# [OT] Congrats for winning the EM

## furanku

Sorry if that's offtopic, but I've really searched for a non-spanish forum, where I could express my respect: The best team has won. Being the Vice-EM-Master and third WM placed is a totally realistic positining of the german team, but you really deserved the EM title!

----------

## Inodoro_Pereyra

Let's see what the people from Spain have to say about that.  :Very Happy: 

Un alemán mostrando "sus respetos"? Eso no se ve todos los días!

Salud!

----------

## furanku

Don't got me wrong --- I wanted to express my respectful gratulations to the spanish soccer friends, being an German: The better team (in this match as well as during the whole contest) has won!

----------

## Inodoro_Pereyra

No one is getting you wrong... Not me at least. Im from Argentina, just that...

By the way, i think you should used a translator to post here, we have a couple of very kind moderators but i don't know wich rules they have to follow in this case.

Regards.

----------

## furanku

OK. here's what babelfish translates, I hope it isn't too silly.

Enhorabuena para ganar el EM 2008 de un alemán. Pienso que el mejor equipo ha ganado. ¡Mi respecto!

----------

## Cereza

 *furanku wrote:*   

> Sorry if that's offtopic, but I've really searched for a non-spanish forum, where I could express my respect: The best team has won. Being the Vice-EM-Master and third WM placed is a totally realistic positining of the german team, but you really deserved the EM title!

 

Hey :) I am from Spain. I don't like football and I am not very patriotic as well (I didn't see the match :lol: ), but it's very nice to see kind people with a good sports' sense who congrats the winner even if the luck didn't go with them this time. It is very kind from you to create a thread in the spanish subforum for that purpose, thank you :)

 *Quote:*   

> Enhorabuena para ganar el EM 2008 de un alemán. Pienso que el mejor equipo ha ganado. ¡Mi respecto!

 

Doesn't looks silly at all, almost perfect spanish, just for your curiosity (I am not trying to correct you, you don't need to edit your post at all):

Enhorabuena por ganar el EM 2008 de un alemán. Pienso que el mejor equipo ha ganado. ¡Mi respeto!

People here is really very happy, even mad, I didn't stop to hear fireworks and car horns during hours. I don't know too much about football, but everybody here knows Spain never went farther than quarters so I can understand why people is that happy even if I don't enjoy this things. Fortunately for me this is a small town near to the city, so the party continues in the city and I can sleep :PLast edited by Cereza on Mon Jun 30, 2008 8:15 am; edited 1 time in total

----------

## furanku

Thanks, Cereza,

I think we both have the same idea about what sports should be about.

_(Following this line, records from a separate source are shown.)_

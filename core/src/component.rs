//! The task component: form, pending list, and operation sequencing.
//!
//! # Design
//! `TaskComponent` owns the only copies of the form and the pending list and
//! mutates them exclusively from operation outcomes. Each of the three
//! operations follows the same shape — build the request, execute it through
//! the transport, parse the envelope — and translates the result into a
//! notification plus, on success, a state change. Operations are independent
//! and re-entrant; there is no cross-operation state machine and no
//! cancellation, so overlapping fetches resolve last-writer-wins on the list.
//!
//! Hard failures stop here: they are rendered as one of three fixed error
//! toasts and never propagated, leaving the component usable for the next
//! action. Soft failures (non-"OK" envelope status) become info toasts
//! carrying the server's own message.

use crate::form::TaskForm;
use crate::http::{HttpRequest, Transport};
use crate::notify::Notifier;
use crate::service::TaskService;
use crate::error::ApiError;
use crate::types::{CommonResponse, ResponseData, Task};

/// Messages fixed at this layer; underlying error detail is never shown.
const ERR_CREATE: &str = "Failed to create task";
const ERR_FETCH: &str = "Failed to fetch pending tasks";
const ERR_COMPLETE: &str = "Failed to mark task as completed";

/// Orchestrates the three task operations against a [`Transport`], surfacing
/// outcomes through a [`Notifier`].
pub struct TaskComponent<T: Transport, N: Notifier> {
    service: TaskService,
    transport: T,
    notifier: N,
    /// The creation form; hosts write field values here directly.
    pub form: TaskForm,
    pending_tasks: Vec<Task>,
}

impl<T: Transport, N: Notifier> TaskComponent<T, N> {
    pub fn new(base_url: &str, transport: T, notifier: N) -> Self {
        Self {
            service: TaskService::new(base_url),
            transport,
            notifier,
            form: TaskForm::new(),
            pending_tasks: Vec::new(),
        }
    }

    /// Initialization: populate the list once. The form starts empty by
    /// construction.
    pub fn activate(&mut self) {
        self.fetch_pending_tasks();
    }

    /// The current pending list, wholly replaced on every successful fetch.
    pub fn pending_tasks(&self) -> &[Task] {
        &self.pending_tasks
    }

    /// Submit the form. Invalid forms short-circuit with a validation
    /// warning and never reach the service.
    pub fn create_task(&mut self) {
        if !self.form.is_valid() {
            self.notifier
                .warning("Please fill in required fields", "Validation");
            return;
        }

        let request = self.form.to_request();
        let outcome = self
            .service
            .build_create_task(&request)
            .and_then(|req| self.round_trip(req));

        match outcome {
            Ok(response) if response.is_ok() => {
                self.notifier.success(&response.message, "Success");
                self.form.reset();
                self.fetch_pending_tasks();
            }
            Ok(response) => self.notifier.info(&response.message, "Info"),
            Err(_) => self.notifier.error(ERR_CREATE, "Error"),
        }
    }

    /// Refresh the pending list. Unconditional: no guard, no deduplication
    /// of in-flight calls.
    pub fn fetch_pending_tasks(&mut self) {
        match self.round_trip(self.service.build_pending_todos()) {
            Ok(response) => match response.data {
                ResponseData::Many(tasks) => self.pending_tasks = tasks,
                // data present but not a list is coerced to an empty list
                ResponseData::Single(_) => self.pending_tasks = Vec::new(),
                ResponseData::Empty => self.notifier.info(&response.message, "Info"),
            },
            Err(_) => self.notifier.error(ERR_FETCH, "Error"),
        }
    }

    /// Mark one task complete, then refetch the list on success. The task is
    /// never mutated locally.
    pub fn complete_task(&mut self, task_id: i64) {
        match self.round_trip(self.service.build_complete_todo(task_id)) {
            Ok(response) if response.is_ok() => {
                self.notifier.success(&response.message, "Success");
                self.fetch_pending_tasks();
            }
            Ok(response) => self.notifier.info(&response.message, "Info"),
            Err(_) => self.notifier.error(ERR_COMPLETE, "Error"),
        }
    }

    fn round_trip(&self, request: HttpRequest) -> Result<CommonResponse, ApiError> {
        let response = self.transport.execute(request)?;
        self.service.parse_response(response)
    }
}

What really impressed me: German media reorted about spanish soccer fans inviting the german fans for a beer before the game. That's how it should be. Like you, I'm not nationalistic, but when events like these help a little bit to be more relaxed about national concerns, I really welcome it.

Thanks for your translation aid!

Enjoy the party/Sleep well, whatever you prefer!

----------

## sirope

I hate football!!! Felicidades España xD

----------

## ekz

Yo más que el fútbol, odio todos los deportes   :Twisted Evil: 

----------

## sirope

Sssiiiiiiiiiiii!!!!!!!!! Somos marcianos??

----------

## Cereza

 *sirope wrote:*   

> Sssiiiiiiiiiiii!!!!!!!!! Somos marcianos??

 

Estás posteando en un foro de Gentoo; Sí. x)

----------

## Cereza

 *furanku wrote:*   

> What really impressed me: German media reorted about spanish soccer fans inviting the german fans for a beer before the game. That's how it should be

 

I bet they were from Andalucía, they like to invite everybody for a beer before everything, and even after everything, also their concept of "a beer" can be really different of the one from the rest of the world  :lol: I am just joking, you're really true, that's how it should be, it's very nice.

 *furanku wrote:*   

> Enjoy the party/Sleep well, whatever you prefer!

 

Thank you hehe, I choosen sleep no doubt :)

Greetings.

----------

## gringo

 *furanku wrote:*   

> Don't got me wrong --- I wanted to express my respectful gratulations to the spanish soccer friends, being an German: The better team (in this match as well as during the whole contest) has won!

 

Danke schön, ich denke auch Spanien hatt eine erstklassige Leistung in dieser EM geliefert und hatt daher den Titel verdient gewonnen ! 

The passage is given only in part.